CAVA reports $64 million profit, revenue up 22% in 2025
CAVAโs revenue grew 22% in 2025 while turning a $64 million profit, showing growth with discipline. Krispy Kreme lost $516 million as it refranchises, betting on an uncertain recovery through grocery
**CAVA Group just posted a 22% revenue jump in 2025, while Krispy Kreme lost half a billion dollars as it refranchises shops and leans on grocery aisl
Read Full Story at Nasdaq News โWhy This Matters
The divergence between CAVA and Krispy Kreme highlights a critical moment for consumer-facing brands navigating post-pandemic recovery. It underscores whether growth through expansion (CAVA) or aggressive refranchising (Krispy Kreme) offers a more sustainable path to profitability.

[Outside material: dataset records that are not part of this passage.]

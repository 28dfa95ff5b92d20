use std::path::{Path, PathBuf};

use clap::{Parser, Subcommand};
use services::config::parse_base_url;
use services::{ConfigError, QuizConfig};

/// Offline-capable quiz client.
#[derive(Parser, Debug)]
#[command(name = "quiz", version)]
pub struct Cli {
    /// `SQLite` database URL or path (overrides QUIZ_DB_URL)
    #[arg(long, global = true, value_name = "URL")]
    pub db: Option<String>,

    /// Quiz service base URL (overrides QUIZ_API_BASE_URL)
    #[arg(long, global = true, value_name = "URL")]
    pub api: Option<String>,

    /// Nick attached to submitted results (overrides QUIZ_NICK)
    #[arg(long, global = true)]
    pub nick: Option<String>,

    /// Behave as if there were no network connection
    #[arg(long, global = true)]
    pub offline: bool,

    #[command(subcommand)]
    pub command: Command,
}

#[derive(Subcommand, Debug, Clone, PartialEq, Eq)]
pub enum Command {
    /// List the available tests (remote, or cached when offline)
    Catalog,
    /// Play a randomly chosen test
    Random,
    /// Play the test with the given id
    Play {
        #[arg(value_name = "TEST_ID")]
        test_id: String,
    },
    /// Show the most recent results
    Results {
        /// How many results to fetch
        #[arg(long)]
        last: Option<u32>,
    },
    /// Accept the terms of use
    AcceptTerms,
}

impl Cli {
    /// Layer command line flags over a config read from the environment.
    ///
    /// # Errors
    ///
    /// Returns `ConfigError` for an invalid `--api` or an empty `--db`.
    pub fn apply(&self, config: &mut QuizConfig) -> Result<(), ConfigError> {
        if let Some(raw) = &self.api {
            config.api_base_url = parse_base_url(raw)?;
        }
        if let Some(raw) = &self.db {
            if raw.trim().is_empty() {
                return Err(ConfigError::InvalidValue {
                    var: "--db",
                    raw: raw.clone(),
                });
            }
            config.database_url = normalize_sqlite_url(raw);
        }
        if let Some(nick) = &self.nick {
            let nick = nick.trim();
            if nick.is_empty() {
                return Err(ConfigError::InvalidValue {
                    var: "--nick",
                    raw: nick.to_owned(),
                });
            }
            config.nick = nick.to_owned();
        }
        Ok(())
    }
}

/// Turn a bare or relative path into an absolute `sqlite://` URL.
pub fn normalize_sqlite_url(raw: &str) -> String {
    let trimmed = raw.trim();
    if trimmed == "sqlite::memory:" || trimmed.starts_with("sqlite://") {
        return trimmed.to_owned();
    }

    let path = Path::new(trimmed.strip_prefix("sqlite:").unwrap_or(trimmed));
    let absolute = if path.is_absolute() {
        path.to_path_buf()
    } else {
        std::env::current_dir()
            .unwrap_or_else(|_| PathBuf::from("."))
            .join(path)
    };
    format!("sqlite://{}", absolute.display())
}

/// Make sure the directory holding a file-backed database exists.
///
/// # Errors
///
/// Returns an I/O error if the directory cannot be created.
pub fn prepare_sqlite_dir(db_url: &str) -> std::io::Result<()> {
    let Some(path) = db_url.strip_prefix("sqlite://") else {
        return Ok(());
    };
    let path = path.split('?').next().unwrap_or(path);
    if path.is_empty() {
        return Ok(());
    }
    match Path::new(path).parent() {
        Some(parent) if !parent.as_os_str().is_empty() => std::fs::create_dir_all(parent),
        _ => Ok(()),
    }
}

Investors are increasingly scrutinizing the balance between top-line growth and bottom-line discipline in an environment where consumer spending remains uneven.
Background Context
CAVAโs rapid ascent reflects a broader trend of fast-casual dining outpacing traditional fast food, with its Mediterranean-focused menu resonating in an era of health-conscious dining. Krispy Kremeโs struggles, meanwhile, trace back to its 2021 revival strategy, which prioritized franchisee profitability over corporate controlโleaving its recent losses tied to transition-related costs and volatile demand. Both companies illustrate the risks of betting on either extreme: unchecked growth or forced downsizing.
What Happens Next
Krispy Kremeโs path hinges on whether its grocery partnerships can offset declining in-store sales, while CAVA must prove its profitability is sustainable beyond a post-pandemic bounce. Watch for CAVAโs unit economics in new markets and Krispy Kremeโs franchisee retention ratesโboth will signal whether their strategies are gaining traction. A broader slowdown in discretionary spending could tip the scales further in favor of the more asset-light model.
Bigger Picture
This duel spotlights the growing divide between "asset-heavy" and "asset-light" growth models in consumer stocks, with the former betting on operational scale and the latter on brand licensing. It also mirrors a shift in investor preferences toward businesses with clear near-term profitability, even as CAVAโs approach challenges the idea that growth must come at the expense of margins. The outcome may redefine playbooks for restaurant chains and retailers alike.